For deterministic replay of applications using UDP, DJVM must ensure the same packet 
delivery behavior during the replay as during the record phase. In other words, the replay 
mechanism must ensure that the packet duplication, packet loss and packet delivery order in the 
record phase is preserved in the replay phase, Hereinbelow is described how to achieve this 
replay for Datagram (UDP) sockets, and how multicast sockets can be easily accommodated by 
extending the mechanism for Datagram sockets from a point-to-single-point scheme to a 
point-to-multiple-points scheme. 

In Java, there exist Datagram socket APIs, and UDP sockets are created via the 
DatagramSocket class (e.g., see Patrick Chan and Rosanna Lee, "The Java Class Libraries, An 
Annotated Reference", Addison Wesley Publication, 1997). A DatagramPacket ohjtct is the 
datagram to be sent or received through the DatagramSocket object via send() and receive( ) 
methods of the DatagramSocket object. The send( ) and receive( ) are both blocking calls. 

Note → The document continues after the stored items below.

//! Tokens and the morphological tokenizer adapter.
//!
//! A line is cut into runs of tokenizable characters (Japanese and digits) and
//! plain runs (Latin, symbols, spaces). Plain runs become reading-less tokens
//! verbatim; tokenizable runs go through the injected [`MorphTokenizer`].
//! Without a tokenizer the line is segmented with a [`SegmenterKind`] instead.

use crate::charclass::{self, Run};
use crate::segment::SegmenterKind;
use serde::{Deserialize, Serialize};
use std::fmt;
use std::sync::Arc;

/// Reading value a dictionary tokenizer reports for unknown words.
pub const NO_READING_SENTINEL: &str = "*";

/// A surface string with its (possibly empty) reading.
#[derive(Debug, Clone, PartialEq, Eq, Default, Serialize, Deserialize)]
pub struct Token {
    pub text: String,
    /// Kana reading; empty when unknown or not applicable.
    pub reading: String,
}

impl Token {
    pub fn plain<T: Into<String>>(text: T) -> Self {
        Self {
            text: text.into(),
            reading: String::new(),
        }
    }

    pub fn with_reading<T: Into<String>, R: Into<String>>(text: T, reading: R) -> Self {
        Self {
            text: text.into(),
            reading: reading.into(),
        }
    }

    pub fn has_reading(&self) -> bool {
        !self.reading.is_empty()
    }

    pub fn is_whitespace(&self) -> bool {
        charclass::is_whitespace_only(&self.text)
    }
}

/// One morpheme as reported by a dictionary tokenizer.
#[derive(Debug, Clone, PartialEq, Eq)]
pub struct Morpheme {
    pub surface_form: String,
    /// Reading in katakana or hiragana, or [`NO_READING_SENTINEL`].
    pub reading: String,
}

impl Morpheme {
    pub fn new<S: Into<String>, R: Into<String>>(surface_form: S, reading: R) -> Self {
        Self {
            surface_form: surface_form.into(),
            reading: reading.into(),
        }
    }
}

/// A dictionary-based morphological tokenizer.
///
/// Implementations only ever receive runs of tokenizable characters.
pub trait MorphTokenizer: Send + Sync {
    fn tokenize(&self, text: &str) -> anyhow::Result<Vec<Morpheme>>;

    fn name(&self) -> &'static str {
        "morph"
    }
}

fn morpheme_to_token(m: Morpheme) -> Token {
    let reading = if m.reading == NO_READING_SENTINEL {
        String::new()
    } else {
        m.reading
    };
    Token {
        text: m.surface_form,
        reading,
    }
}

/// Tokenize one tokenizable run, falling back to a single reading-less token
/// when the tokenizer fails or its surfaces do not cover the run exactly.
fn tokenize_run(run: &str, tokenizer: &dyn MorphTokenizer, out: &mut Vec<Token>) {
    match tokenizer.tokenize(run) {
        Ok(morphemes) => {
            let covered: String = morphemes.iter().map(|m| m.surface_form.as_str()).collect();
            if covered != run {
                tracing::warn!(
                    tokenizer = tokenizer.name(),
                    run,
                    covered = covered.as_str(),
                    "tokenizer surfaces do not reconstruct run"
                );
                out.push(Token::plain(run));
                return;
            }
            out.extend(
                morphemes
                    .into_iter()
                    .filter(|m| !m.surface_form.is_empty())
                    .map(morpheme_to_token),
            );
        }
        Err(err) => {
            tracing::warn!(tokenizer = tokenizer.name(), run, error = %err, "tokenizer failed");
            out.push(Token::plain(run));
        }
    }
}

/// Tokenize a line with an optional morphological tokenizer.
///
/// Returns `None` when no tokenizer is configured; the caller is expected to
/// fall back to segmentation. The returned tokens always concatenate back to
/// `line`.
pub fn tokenize_line(line: &str, tokenizer: Option<&dyn MorphTokenizer>) -> Option<Vec<Token>> {
    let tokenizer = tokenizer?;
    let mut tokens = Vec::new();
    for run in charclass::tokenizable_runs(line) {
        match run {
            Run::Plain(text) => tokens.push(Token::plain(text)),
            Run::Tokenizable(text) => tokenize_run(text, tokenizer, &mut tokens),
        }
    }
    Some(tokens)
}

/// Segment a line into reading-less tokens.
pub fn segment_tokens(line: &str, segmenter: SegmenterKind) -> Vec<Token> {
    segmenter.segment(line).into_iter().map(Token::plain).collect()
}

/// Which tokenization path a session uses; chosen once at construction.
#[derive(Clone)]
pub enum TokenizerStrategy {
    Morphological(Arc<dyn MorphTokenizer>),
    Segmenter(SegmenterKind),
}

impl TokenizerStrategy {
    /// Tokens for one line, before reading overrides.
    pub fn tokens(&self, line: &str) -> Vec<Token> {
        match self {
            TokenizerStrategy::Morphological(tokenizer) => {
                tokenize_line(line, Some(tokenizer.as_ref())).unwrap_or_default()
            }
            TokenizerStrategy::Segmenter(kind) => segment_tokens(line, *kind),
        }
    }

    pub fn is_morphological(&self) -> bool {
        matches!(self, TokenizerStrategy::Morphological(_))
    }
}

impl Default for TokenizerStrategy {
    fn default() -> Self {
        TokenizerStrategy::Segmenter(SegmenterKind::default())
    }
}

impl fmt::Debug for TokenizerStrategy {
    fn fmt(&self, f: &mut fmt::Formatter<'_>) -> fmt::Result {
        match self {
            TokenizerStrategy::Morphological(t) => {
                f.debug_tuple("Morphological").field(&t.name()).finish()
            }
            TokenizerStrategy::Segmenter(kind) => f.debug_tuple("Segmenter").field(kind).finish(),
        }
    }
}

A datagram socket is closed via close( ) method of the socket object. As in the case of 
stream sockets, each of the datagram socket calls can be implemented in a JVM via a low-level 
native call. The names of the UDP socket calls are used to refer to the low level native calls 
(e.g., network events). The UDP send, receive and close events are critical events in DJVM.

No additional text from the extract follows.